Growth at the university has brought economic benefits to The City — whether by feeding a work force ravenous for high-tech professionals, or by providing customers for hotels, restaurants and shops.

“Every tax we can think of, we pay,” she added.

According to Stephens, however, the university is not trying to expand only for the sake of growing. Responding to the needs of an artist’s education in a world in which their services are ever-changing and increasingly necessary is the main goal of the university. And she believes that technologically minded art “is an area that the United States can be a leader worldwide.”

The Academy of Art University’s next avenue of growth is in its online classroom, which has already enrolled students from far-off regions that include Europe, Iceland, Australia and Asia.

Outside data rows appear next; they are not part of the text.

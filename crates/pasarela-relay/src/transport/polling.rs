//! HTTP long-polling transport.
//!
//! One GET is always in flight; outbound packets are batched into POSTs.

use std::time::Duration;

use async_trait::async_trait;
use reqwest::header::CONTENT_TYPE;
use reqwest::{Client, Url};
use tokio::sync::mpsc;
use tracing::{debug, info, warn};

use super::{Connector, Endpoint, Link, LinkEvent, LINK_BUFFER};
use crate::errors::TransportError;
use crate::protocol::{decode_payload, EnginePacket, PAYLOAD_SEPARATOR};

const TEXT_PLAIN: &str = "text/plain;charset=UTF-8";

#[derive(Debug, Clone, Default)]
pub struct PollingConnector {
    client: Client,
}

impl PollingConnector {
    pub fn new() -> Self {
        Self::default()
    }

    pub fn with_client(client: Client) -> Self {
        Self { client }
    }
}

#[async_trait]
impl Connector for PollingConnector {
    async fn open(&self, endpoint: &Endpoint) -> Result<Link, TransportError> {
        let body = self
            .client
            .get(endpoint.polling_url(None))
            .send()
            .await?
            .error_for_status()?
            .text()
            .await?;

        let mut packets = decode_payload(&body)?.into_iter();
        let handshake = match packets.next() {
            Some(EnginePacket::Open(handshake)) => handshake,
            other => {
                return Err(TransportError::Handshake(format!(
                    "expected open packet, got {other:?}"
                )))
            }
        };
        info!(sid = %handshake.sid, "polling transport open");

        let (out_tx, out_rx) = mpsc::channel(LINK_BUFFER);
        let (in_tx, in_rx) = mpsc::channel(LINK_BUFFER);
        let session = PollSession {
            client: self.client.clone(),
            url: endpoint.polling_url(Some(&handshake.sid)),
            liveness: handshake.liveness(),
            inbound: in_tx,
        };

        // Anything the server piggybacked on the handshake response.
        for packet in packets {
            if let Err(reason) = session.deliver(packet).await {
                return Err(TransportError::Handshake(reason.to_string()));
            }
        }

        let worker = tokio::spawn(session.run(out_rx));
        Ok(Link::new(out_tx, in_rx, Some(worker)))
    }
}

struct PollSession {
    client: Client,
    url: Url,
    liveness: Duration,
    inbound: mpsc::Sender<LinkEvent>,
}

impl PollSession {
    async fn run(self, mut outbound: mpsc::Receiver<String>) {
        let mut poll = Box::pin(fetch(self.client.clone(), self.url.clone(), self.liveness));

        let reason = loop {
            tokio::select! {
                packet = outbound.recv() => match packet {
                    Some(packet) => {
                        let mut batch = vec![EnginePacket::Message(packet).encode()];
                        while let Ok(more) = outbound.try_recv() {
                            batch.push(EnginePacket::Message(more).encode());
                        }
                        if let Err(e) = self.post(batch).await {
                            warn!(error = %e, "polling send failed");
                            break "transport error";
                        }
                    }
                    None => {
                        let _ = self.post(vec![EnginePacket::Close.encode()]).await;
                        debug!("polling transport closed locally");
                        return;
                    }
                },
                body = &mut poll => match body {
                    Ok(body) => {
                        let packets = match decode_payload(&body) {
                            Ok(packets) => packets,
                            Err(e) => {
                                debug!(error = %e, "ignoring undecodable polling payload");
                                Vec::new()
                            }
                        };
                        let mut closed = None;
                        for packet in packets {
                            if let Err(reason) = self.deliver(packet).await {
                                closed = Some(reason);
                                break;
                            }
                        }
                        if let Some(reason) = closed {
                            break reason;
                        }
                        poll.set(fetch(self.client.clone(), self.url.clone(), self.liveness));
                    }
                    Err(e) => {
                        warn!(error = %e, "polling request failed");
                        break "transport error";
                    }
                },
            }
        };

        let _ = self.inbound.send(LinkEvent::Closed(reason.to_string())).await;
    }

    /// Handle one inbound engine packet. `Err` carries the close reason.
    async fn deliver(&self, packet: EnginePacket) -> Result<(), &'static str> {
        match packet {
            EnginePacket::Ping(data) => {
                if let Err(e) = self.post(vec![EnginePacket::Pong(data).encode()]).await {
                    warn!(error = %e, "polling pong failed");
                    return Err("transport error");
                }
            }
            EnginePacket::Message(body) => {
                if self.inbound.send(LinkEvent::Packet(body)).await.is_err() {
                    return Err("transport close");
                }
            }
            EnginePacket::Close => return Err("transport close"),
            _ => {}
        }
        Ok(())
    }

    async fn post(&self, packets: Vec<String>) -> Result<(), TransportError> {
        let body = packets.join(&PAYLOAD_SEPARATOR.to_string());
        self.client
            .post(self.url.clone())
            .header(CONTENT_TYPE, TEXT_PLAIN)
            .body(body)
            .send()
            .await?
            .error_for_status()?;
        Ok(())
    }
}

/// One long-poll GET. Times out once the server has missed its ping window.
async fn fetch(client: Client, url: Url, timeout: Duration) -> Result<String, TransportError> {
    Ok(client
        .get(url)
        .timeout(timeout)
        .send()
        .await?
        .error_for_status()?
        .text()
        .await?)
}
//! State shared between client handles and the connection task.
//!
//! Every connection task carries the generation it was started with.
//! Transitions and publishes from a task whose generation is no longer the
//! active one are dropped, so a connection that is being torn down can
//! never overwrite the state of its successor.

use std::sync::atomic::{AtomicU64, Ordering};
use std::sync::{Arc, Mutex, MutexGuard, PoisonError};

use pasarela_common::SessionId;
use tokio::sync::{mpsc, watch};
use tokio::task::JoinHandle;
use tracing::{debug, info};

use super::connection::run_connection;
use super::types::{ClientOptions, ConnectionState, Outcome, SessionCommand};
use crate::errors::ConnectionError;
use crate::message::InboundMessage;
use crate::registry::SubscriberRegistry;
use crate::transport::{Connector, Endpoint};

struct ActiveConnection {
    generation: u64,
    commands: mpsc::UnboundedSender<SessionCommand>,
    outcome: watch::Receiver<Option<Outcome>>,
    task: Option<JoinHandle<()>>,
}

pub(crate) struct SessionCore {
    pub(crate) session_id: SessionId,
    pub(crate) options: ClientOptions,
    pub(crate) registry: SubscriberRegistry,
    state: watch::Sender<ConnectionState>,
    latest: watch::Sender<Option<InboundMessage>>,
    active: Mutex<Option<ActiveConnection>>,
    generation: AtomicU64,
}

impl SessionCore {
    pub(crate) fn new(session_id: SessionId, options: ClientOptions) -> Self {
        let registry = SubscriberRegistry::new(options.message_capacity);
        Self {
            session_id,
            options,
            registry,
            state: watch::Sender::new(ConnectionState::Disconnected),
            latest: watch::Sender::new(None),
            active: Mutex::new(None),
            generation: AtomicU64::new(0),
        }
    }

    fn active(&self) -> MutexGuard<'_, Option<ActiveConnection>> {
        self.active.lock().unwrap_or_else(PoisonError::into_inner)
    }

    /// Join the live connection attempt, or start one.
    pub(crate) fn begin(
        core: &Arc<Self>,
        connector: &Arc<dyn Connector>,
        endpoint: &Endpoint,
    ) -> watch::Receiver<Option<Outcome>> {
        let mut active = core.active();
        if let Some(existing) = active.as_ref() {
            debug!(generation = existing.generation, "joining live connection");
            return existing.outcome.clone();
        }

        let generation = core.generation.fetch_add(1, Ordering::SeqCst) + 1;
        let (commands, command_rx) = mpsc::unbounded_channel();
        let (outcome_tx, outcome) = watch::channel(None);

        core.state.send_replace(ConnectionState::Connecting);
        info!(endpoint = %endpoint, generation, "connecting to relay");

        let task = tokio::spawn(run_connection(
            Arc::clone(core),
            generation,
            Arc::clone(connector),
            endpoint.clone(),
            command_rx,
            Settle::new(outcome_tx),
        ));

        *active = Some(ActiveConnection {
            generation,
            commands,
            outcome: outcome.clone(),
            task: Some(task),
        });
        outcome
    }

    /// Queue a command for the live connection. `false` when there is none.
    pub(crate) fn command(&self, command: SessionCommand) -> bool {
        match self.active().as_ref() {
            Some(active) => active.commands.send(command).is_ok(),
            None => false,
        }
    }

    pub(crate) fn is_current(&self, generation: u64) -> bool {
        self.active()
            .as_ref()
            .is_some_and(|active| active.generation == generation)
    }

    /// Apply a state transition on behalf of connection `generation`.
    pub(crate) fn transition(&self, generation: u64, state: ConnectionState) -> bool {
        let active = self.active();
        if active.as_ref().map(|a| a.generation) != Some(generation) {
            return false;
        }
        let previous = self.state.send_replace(state);
        if previous != state {
            debug!(from = %previous, to = %state, "connection state changed");
        }
        true
    }

    /// Record and fan out an inbound message from connection `generation`.
    pub(crate) fn publish(&self, generation: u64, message: InboundMessage) {
        if !self.is_current(generation) {
            return;
        }
        self.latest.send_replace(Some(message.clone()));
        self.registry.dispatch(&message);
    }

    /// Called by a connection task as it ends.
    pub(crate) fn release(&self, generation: u64) {
        let mut active = self.active();
        if active.as_ref().map(|a| a.generation) == Some(generation) {
            *active = None;
            self.state.send_replace(ConnectionState::Disconnected);
        }
    }

    /// Detach the live connection and ask it to close. Returns its task so
    /// the caller may wait for the transport to shut.
    pub(crate) fn disconnect(&self) -> Option<JoinHandle<()>> {
        let taken = self.active().take();
        self.state.send_replace(ConnectionState::Disconnected);
        let mut active = taken?;
        let _ = active.commands.send(SessionCommand::Disconnect);
        active.task.take()
    }

    pub(crate) fn state(&self) -> ConnectionState {
        *self.state.borrow()
    }

    pub(crate) fn watch_state(&self) -> watch::Receiver<ConnectionState> {
        self.state.subscribe()
    }

    pub(crate) fn latest(&self) -> Option<InboundMessage> {
        self.latest.borrow().clone()
    }

    pub(crate) fn watch_latest(&self) -> watch::Receiver<Option<InboundMessage>> {
        self.latest.subscribe()
    }
}

/// Settles a `connect()` attempt at most once.
pub(crate) struct Settle {
    sender: Option<watch::Sender<Option<Outcome>>>,
    settled: bool,
}

impl Settle {
    pub(crate) fn new(sender: watch::Sender<Option<Outcome>>) -> Self {
        Self {
            sender: Some(sender),
            settled: false,
        }
    }

    pub(crate) fn is_settled(&self) -> bool {
        self.settled
    }

    pub(crate) fn succeed(&mut self) -> bool {
        self.settle(Ok(()))
    }

    /// Reject the attempt. `false` if it had already settled.
    pub(crate) fn fail(&mut self, error: ConnectionError) -> bool {
        self.settle(Err(error))
    }

    /// Leave an unsettled attempt pending for good.
    pub(crate) fn abandon(&mut self) {
        if !self.settled {
            self.sender = None;
        }
    }

    fn settle(&mut self, outcome: Outcome) -> bool {
        if self.settled {
            return false;
        }
        match &self.sender {
            Some(sender) => {
                sender.send_replace(Some(outcome));
                self.settled = true;
                true
            }
            None => false,
        }
    }
}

Stephens said she wants to use emerging technologies to establish remote classrooms or meeting locations worldwide where students taking online classes can share their work and learn from others in-person.

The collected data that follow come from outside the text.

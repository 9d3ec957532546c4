//! Connection state, client options and driver commands.

use std::fmt;

use pasarela_config::RelayConfig;
use serde_json::Value;
use tokio::sync::oneshot;

use crate::errors::ConnectionError;

// ---------------------------------------------------------------------------
// Connection State
// ---------------------------------------------------------------------------

/// Lifecycle of the one connection a client owns.
#[derive(Debug, Clone, Copy, PartialEq, Eq, Hash, Default)]
pub enum ConnectionState {
    #[default]
    Disconnected,
    Connecting,
    /// Namespace joined; the relay has not vouched for our session id.
    Connected,
    /// Connected, and the relay acknowledged our session id.
    Identified,
}

impl ConnectionState {
    pub fn is_connected(&self) -> bool {
        matches!(self, Self::Connected | Self::Identified)
    }

    pub fn is_identified(&self) -> bool {
        matches!(self, Self::Identified)
    }
}

impl fmt::Display for ConnectionState {
    fn fmt(&self, f: &mut fmt::Formatter<'_>) -> fmt::Result {
        let name = match self {
            Self::Disconnected => "disconnected",
            Self::Connecting => "connecting",
            Self::Connected => "connected",
            Self::Identified => "identified",
        };
        f.write_str(name)
    }
}

// ---------------------------------------------------------------------------
// Options
// ---------------------------------------------------------------------------

/// Event names and buffer sizes used by a [`RelayClient`](super::RelayClient).
#[derive(Debug, Clone)]
pub struct ClientOptions {
    /// Event carrying application payloads in both directions.
    pub relay_event: String,
    /// Secondary inbound event; its payloads are tagged as notifications.
    pub notify_event: String,
    /// Event used to assert the session id.
    pub identify_event: String,
    /// How far a `messages()` receiver may lag before it skips.
    pub message_capacity: usize,
}

impl Default for ClientOptions {
    fn default() -> Self {
        Self::from(&RelayConfig::default())
    }
}

impl From<&RelayConfig> for ClientOptions {
    fn from(config: &RelayConfig) -> Self {
        Self {
            relay_event: config.relay_event.clone(),
            notify_event: config.notify_event.clone(),
            identify_event: config.identify_event.clone(),
            message_capacity: 256,
        }
    }
}

// ---------------------------------------------------------------------------
// Driver plumbing
// ---------------------------------------------------------------------------

/// Requests from client handles to the connection task.
#[derive(Debug)]
pub(crate) enum SessionCommand {
    /// Emit a payload on the relay event.
    Emit(Value),
    /// Run the identification handshake; the responder gets the ack.
    Identify(Option<oneshot::Sender<bool>>),
    Disconnect,
}

/// Result of one `connect()` attempt.
pub(crate) type Outcome = Result<(), ConnectionError>;
use rand::Rng;
use serde::{Deserialize, Serialize};
use std::fmt;

const SESSION_PREFIX: &str = "user_";
const SESSION_SUFFIX_LEN: usize = 9;
const BASE36: &[u8] = b"0123456789abcdefghijklmnopqrstuvwxyz";

/// Milliseconds since the Unix epoch.
pub fn now_millis() -> i64 {
    chrono::Utc::now().timestamp_millis()
}

/// Transaction ids follow the `txn_<millis>` shape the payment pages use.
pub fn new_transaction_id() -> String {
    format!("txn_{}", now_millis())
}

/// Opaque identifier a client asserts to the relay during identification.
///
/// Generated ids look like `user_k3j9x0a1b`; ids loaded from storage are
/// taken verbatim.
#[derive(Debug, Clone, PartialEq, Eq, Hash, Serialize, Deserialize)]
#[serde(transparent)]
pub struct SessionId(String);

impl SessionId {
    pub fn generate() -> Self {
        let mut rng = rand::thread_rng();
        let suffix: String = (0..SESSION_SUFFIX_LEN)
            .map(|_| BASE36[rng.gen_range(0..BASE36.len())] as char)
            .collect();
        Self(format!("{SESSION_PREFIX}{suffix}"))
    }

    pub fn as_str(&self) -> &str {
        &self.0
    }
}

impl From<String> for SessionId {
    fn from(value: String) -> Self {
        Self(value)
    }
}

impl From<&str> for SessionId {
    fn from(value: &str) -> Self {
        Self(value.to_string())
    }
}

impl fmt::Display for SessionId {
    fn fmt(&self, f: &mut fmt::Formatter<'_>) -> fmt::Result {
        write!(f, "{}", self.0)
    }
}
//! Delivery scopes and the outbound envelope.

use std::fmt;
use std::str::FromStr;

use serde::{Deserialize, Serialize};
use serde_json::{Map, Value};

use crate::message::RelayMessage;

/// Key the relay reads to decide who receives a message.
pub const SCOPE_KEY: &str = "destino";

/// Which connected sessions receive an outbound message.
#[derive(Debug, Clone, Copy, PartialEq, Eq, Hash, Default, Serialize, Deserialize)]
pub enum DeliveryScope {
    /// Only the sending session.
    #[serde(rename = "yo")]
    SelfOnly,
    /// Everyone except the sending session.
    #[serde(rename = "ustedes")]
    Others,
    /// Everyone, sender included.
    #[default]
    #[serde(rename = "nosotros")]
    All,
}

impl DeliveryScope {
    pub fn as_wire(&self) -> &'static str {
        match self {
            Self::SelfOnly => "yo",
            Self::Others => "ustedes",
            Self::All => "nosotros",
        }
    }
}

impl fmt::Display for DeliveryScope {
    fn fmt(&self, f: &mut fmt::Formatter<'_>) -> fmt::Result {
        f.write_str(self.as_wire())
    }
}

impl FromStr for DeliveryScope {
    type Err = String;

    /// Accepts the wire names and their English aliases.
    fn from_str(s: &str) -> Result<Self, Self::Err> {
        match s {
            "yo" | "self" => Ok(Self::SelfOnly),
            "ustedes" | "others" => Ok(Self::Others),
            "nosotros" | "all" => Ok(Self::All),
            other => Err(format!(
                "unknown delivery scope '{other}' (expected yo, ustedes or nosotros)"
            )),
        }
    }
}

/// A payload tagged with its delivery scope, ready for the wire.
///
/// The scope is written under `destino` and replaces any `destino` field
/// the payload already carried.
#[derive(Debug, Clone, PartialEq)]
pub struct OutboundMessage {
    fields: Map<String, Value>,
    scope: DeliveryScope,
}

impl OutboundMessage {
    pub fn new(message: &RelayMessage, scope: DeliveryScope) -> Self {
        let mut fields = message.to_fields();
        fields.insert(
            SCOPE_KEY.to_string(),
            Value::String(scope.as_wire().to_string()),
        );
        Self { fields, scope }
    }

    pub fn scope(&self) -> DeliveryScope {
        self.scope
    }

    pub fn kind(&self) -> &str {
        self.fields
            .get(crate::message::KIND_KEY)
            .and_then(Value::as_str)
            .unwrap_or_default()
    }

    pub fn into_value(self) -> Value {
        Value::Object(self.fields)
    }
}
//! Pasarela configuration system.
//!
//! TOML-based configuration with validation. All sections use defaults
//! so partial configs work out of the box.

pub mod schema;
pub mod toml_loader;
pub mod validation;

pub use schema::{LogLevel, LoggingConfig, PasarelaConfig, RelayConfig, SessionConfig, TransportKind};

use pasarela_common::ConfigError;

/// Load config from the platform default path (or `path` when given),
/// apply the `PASARELA_URL` override and validate the result.
pub fn load_config(path: Option<&std::path::Path>) -> Result<PasarelaConfig, ConfigError> {
    let mut config = match path {
        Some(path) => toml_loader::load_from_path(path)?,
        None => toml_loader::load_default()?,
    };
    toml_loader::apply_url_override(&mut config, std::env::var(toml_loader::URL_ENV_VAR).ok());
    validation::validate(&config)?;
    Ok(config)
}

In that effort, it will be even more important that the school be connected. And with five nifty Nokia model cell phones — ones that not only allow users to text, but to build PowerPoint presentations as well — the school’s president should have little problems in that regard.

maldax@sfexaminer.com


Athletics teach lessons in artistic collaboration


The Academy of Art University might be known for its creative curriculum, but that doesn’t preclude students from donning sports uniforms too.

The university’s NCAA Division II program began in 2008 when school officials brought in star power to run their athletic program. Its athletic director is none other than former San Francisco 49er Jamie Williams, who played tight end for the NFL team from 1990 to 1993 and was also an accomplished basketball player in high school and college.

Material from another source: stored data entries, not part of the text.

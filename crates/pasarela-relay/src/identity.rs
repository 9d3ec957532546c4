//! Session identity: the opaque id this client asserts to the relay.
//!
//! The id lives in a small key-value store under [`SESSION_KEY`]. It is
//! generated on first use and reused for as long as the store survives.

use std::collections::HashMap;
use std::path::{Path, PathBuf};
use std::sync::{Mutex, PoisonError};

use pasarela_common::{SessionId, StorageError};
use pasarela_config::SessionConfig;
use serde_json::{Map, Value};
use tracing::{info, warn};

/// Storage key holding the session id.
pub const SESSION_KEY: &str = "pagosSession";

/// Durable string key-value storage.
pub trait SessionStore: Send + Sync {
    fn get(&self, key: &str) -> Result<Option<String>, StorageError>;
    fn set(&self, key: &str, value: &str) -> Result<(), StorageError>;
}

/// Load the persisted session id, or generate and persist a new one.
pub fn load_or_create(store: &dyn SessionStore) -> Result<SessionId, StorageError> {
    if let Some(id) = store.get(SESSION_KEY)? {
        let id = id.trim();
        if !id.is_empty() {
            info!(session_id = %id, "loaded persisted session id");
            return Ok(SessionId::from(id));
        }
    }

    let id = SessionId::generate();
    store.set(SESSION_KEY, id.as_str())?;
    info!(session_id = %id, "generated and saved new session id");
    Ok(id)
}

// ---------------------------------------------------------------------------
// File store
// ---------------------------------------------------------------------------

/// JSON object on disk, one entry per key.
#[derive(Debug, Clone)]
pub struct FileSessionStore {
    path: PathBuf,
}

impl FileSessionStore {
    pub fn new(path: impl Into<PathBuf>) -> Self {
        Self { path: path.into() }
    }

    /// Use the configured path, or `<data dir>/pasarela/session.json`.
    pub fn from_config(config: &SessionConfig) -> Result<Self, StorageError> {
        match &config.storage_path {
            Some(path) => Ok(Self::new(path.clone())),
            None => Ok(Self::new(default_session_path()?)),
        }
    }

    pub fn path(&self) -> &Path {
        &self.path
    }

    fn write_error(&self, e: impl std::fmt::Display) -> StorageError {
        StorageError::Write {
            path: self.path.clone(),
            message: e.to_string(),
        }
    }

    fn read_entries(&self) -> Result<Map<String, Value>, StorageError> {
        let content = match std::fs::read_to_string(&self.path) {
            Ok(content) => content,
            Err(e) if e.kind() == std::io::ErrorKind::NotFound => return Ok(Map::new()),
            Err(e) => {
                return Err(StorageError::Read {
                    path: self.path.clone(),
                    message: e.to_string(),
                })
            }
        };

        match serde_json::from_str::<Value>(&content) {
            Ok(Value::Object(entries)) => Ok(entries),
            _ => {
                warn!(path = %self.path.display(), "session file is unreadable, starting fresh");
                Ok(Map::new())
            }
        }
    }
}

impl SessionStore for FileSessionStore {
    fn get(&self, key: &str) -> Result<Option<String>, StorageError> {
        Ok(self
            .read_entries()?
            .get(key)
            .and_then(Value::as_str)
            .map(str::to_string))
    }

    fn set(&self, key: &str, value: &str) -> Result<(), StorageError> {
        let mut entries = self.read_entries()?;
        entries.insert(key.to_string(), Value::String(value.to_string()));

        if let Some(parent) = self.path.parent() {
            std::fs::create_dir_all(parent).map_err(|e| self.write_error(e))?;
        }
        let json = serde_json::to_string_pretty(&Value::Object(entries))
            .map_err(|e| self.write_error(e))?;
        std::fs::write(&self.path, json).map_err(|e| self.write_error(e))
    }
}

fn default_session_path() -> Result<PathBuf, StorageError> {
    let data_dir = dirs::data_dir()
        .ok_or_else(|| StorageError::PathUnavailable("could not determine data directory".into()))?;
    Ok(data_dir.join("pasarela").join("session.json"))
}

// ---------------------------------------------------------------------------
// Memory store
// ---------------------------------------------------------------------------

/// Process-local store, lost on exit.
#[derive(Debug, Default)]
pub struct MemorySessionStore {
    entries: Mutex<HashMap<String, String>>,
}

impl MemorySessionStore {
    pub fn new() -> Self {
        Self::default()
    }
}

impl SessionStore for MemorySessionStore {
    fn get(&self, key: &str) -> Result<Option<String>, StorageError> {
        let entries = self.entries.lock().unwrap_or_else(PoisonError::into_inner);
        Ok(entries.get(key).cloned())
    }

    fn set(&self, key: &str, value: &str) -> Result<(), StorageError> {
        let mut entries = self.entries.lock().unwrap_or_else(PoisonError::into_inner);
        entries.insert(key.to_string(), value.to_string());
        Ok(())
    }
}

The athletics department features a wide variety of sports programs, including baseball, softball, basketball, golf, cross country, soccer and volleyball. The school even boasts a full cheerleading squad. The mascot, appropriately, is the Urban Knights.

The art-and-design school is also establishing intramural sports, university President Elisa Stephens said.

The mixture of art and athletics should not surprise anyone, Stephens said. In latter-day art, where multiple artists work together in creating multi-disciplined works such as video games, films and other digital productions, teamwork is necessary, Stephens said.

“If you are in any subject [at the Academy], except for maybe fine art, you’re going to have to collaborate with people,” she said, adding that students who were both artists and students in high school want the opportunity to continue both skills at the university.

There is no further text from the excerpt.